Banyak mahasiswa hampir selalu salah dalam memilih
atau menempatkan huruf ketika menuliskan sebuah kata. Formasi huruf dalam satu
kata kadang ditempatkan berlebih atau berkurang dari susunan seharusnya. Semisal
kata tubuh
yang mestinya tersusun lima huruf, malah ditulis tubu, atau sebaliknya, kata sejahtera
ditulis sejahterah. Yang amat memprihatinkan,
masih ditemukan beberapa wartawan surat kabar lokal belum khatam soal ini.
Kedua,
minimnya jumlah tenaga pengajar. Kebanyakan para guru jebolan perguruan tinggi di
Maluku Utara saat ini lebih banyak berkumpul di kota-kota besar atau paling
tidak di ibukota kabupaten yang tersebar di seluruh pelosok Maluku Utara. Di
Ternate sendiri, banyak dijumpai para sarjana ini menganggur dan beralih pada profesi
non formal sembari menunggu pembukaan tes CPNS.
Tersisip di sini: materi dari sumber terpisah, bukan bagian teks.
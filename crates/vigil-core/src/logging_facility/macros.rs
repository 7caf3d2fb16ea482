//! Canonical logging macros
//!
//! These macros give every operation the same start/end/end_error shape so
//! that log queries (and the test capture layer) can key on `op` and `event`.

/// Log the start of an operation
///
/// # Example
///
/// ```
/// # use vigil_core::log_op_start;
/// log_op_start!("pipeline_cycle");
/// log_op_start!("pipeline_cycle", cycle_id = "c1");
/// ```
#[macro_export]
macro_rules! log_op_start {
    ($op:expr) => {
        tracing::info!(
            component = module_path!(),
            op = $op,
            event = $crate::vigil_core_types::schema::EVENT_START,
        );
    };
    ($op:expr, $($field:tt)*) => {
        tracing::info!(
            component = module_path!(),
            op = $op,
            event = $crate::vigil_core_types::schema::EVENT_START,
            $($field)*
        );
    };
}

/// Log the successful end of an operation
///
/// # Example
///
/// ```
/// # use vigil_core::log_op_end;
/// log_op_end!("pipeline_cycle", duration_ms = 42);
/// ```
#[macro_export]
macro_rules! log_op_end {
    ($op:expr, duration_ms = $duration:expr) => {
        tracing::info!(
            component = module_path!(),
            op = $op,
            event = $crate::vigil_core_types::schema::EVENT_END,
            duration_ms = $duration,
        );
    };
    ($op:expr, duration_ms = $duration:expr, $($field:tt)*) => {
        tracing::info!(
            component = module_path!(),
            op = $op,
            event = $crate::vigil_core_types::schema::EVENT_END,
            duration_ms = $duration,
            $($field)*
        );
    };
}

/// Log an operation error
///
/// The error expression must convert into [`VgError`](crate::errors::VgError).
///
/// # Example
///
/// ```
/// # use vigil_core::log_op_error;
/// # use vigil_core::errors::{VgError, VgErrorKind};
/// let err = VgError::new(VgErrorKind::SnapshotLoad);
/// log_op_error!("load_snapshot", err, duration_ms = 10);
/// ```
#[macro_export]
macro_rules! log_op_error {
    ($op:expr, $err:expr, duration_ms = $duration:expr) => {{
        let vg_err: $crate::errors::VgError = $err.into();
        tracing::error!(
            component = module_path!(),
            op = $op,
            event = $crate::vigil_core_types::schema::EVENT_END_ERROR,
            duration_ms = $duration,
            err.kind = ?vg_err.kind(),
            err.code = vg_err.code(),
            error = %vg_err,
        );
    }};
    ($op:expr, $err:expr, duration_ms = $duration:expr, $($field:tt)*) => {{
        let vg_err: $crate::errors::VgError = $err.into();
        tracing::error!(
            component = module_path!(),
            op = $op,
            event = $crate::vigil_core_types::schema::EVENT_END_ERROR,
            duration_ms = $duration,
            err.kind = ?vg_err.kind(),
            err.code = vg_err.code(),
            error = %vg_err,
            $($field)*
        );
    }};
}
Menjadi PNS memang cita-cita pokok para guru,
sehingga tawaran menjadi guru honorer kebanyakan ditolak oleh para guru muda
ini. Apalagi sedari awal mereka telah dipengaruhi oleh kebutuhan konsumtif yang
meninggi. Hanya bagi mereka yang memiliki idealisme “pahlawan tanpa tanda jasa”
saja barangkali siap menerimanya. Akibatnya, banyak sekolah-sekolah di pelosok-pelosok
daerah kekurangan stok guru.
Tidak jarang ditemukan, seorang kepala sekolah yang
seharusnya memimpin dan memantau kinerja para guru, justru terpaksa menjadi guru
dadakan. Sementara para guru honorer
yang tak tahan dengan gaji di bawah standar kelayakan -bahkan kadang tak digaji
selama sekian bulan- menghilang ke kota atau beralih profesi. Dengan terbatasnya
jumlah guru, tentu saja kualitas pengajaran yang diberikan kepada peserta didik juga ikut terbatas. Dengan
begitu, kualitas pendidikan yang dihasilkan juga suka tidak suka ikut terbatas.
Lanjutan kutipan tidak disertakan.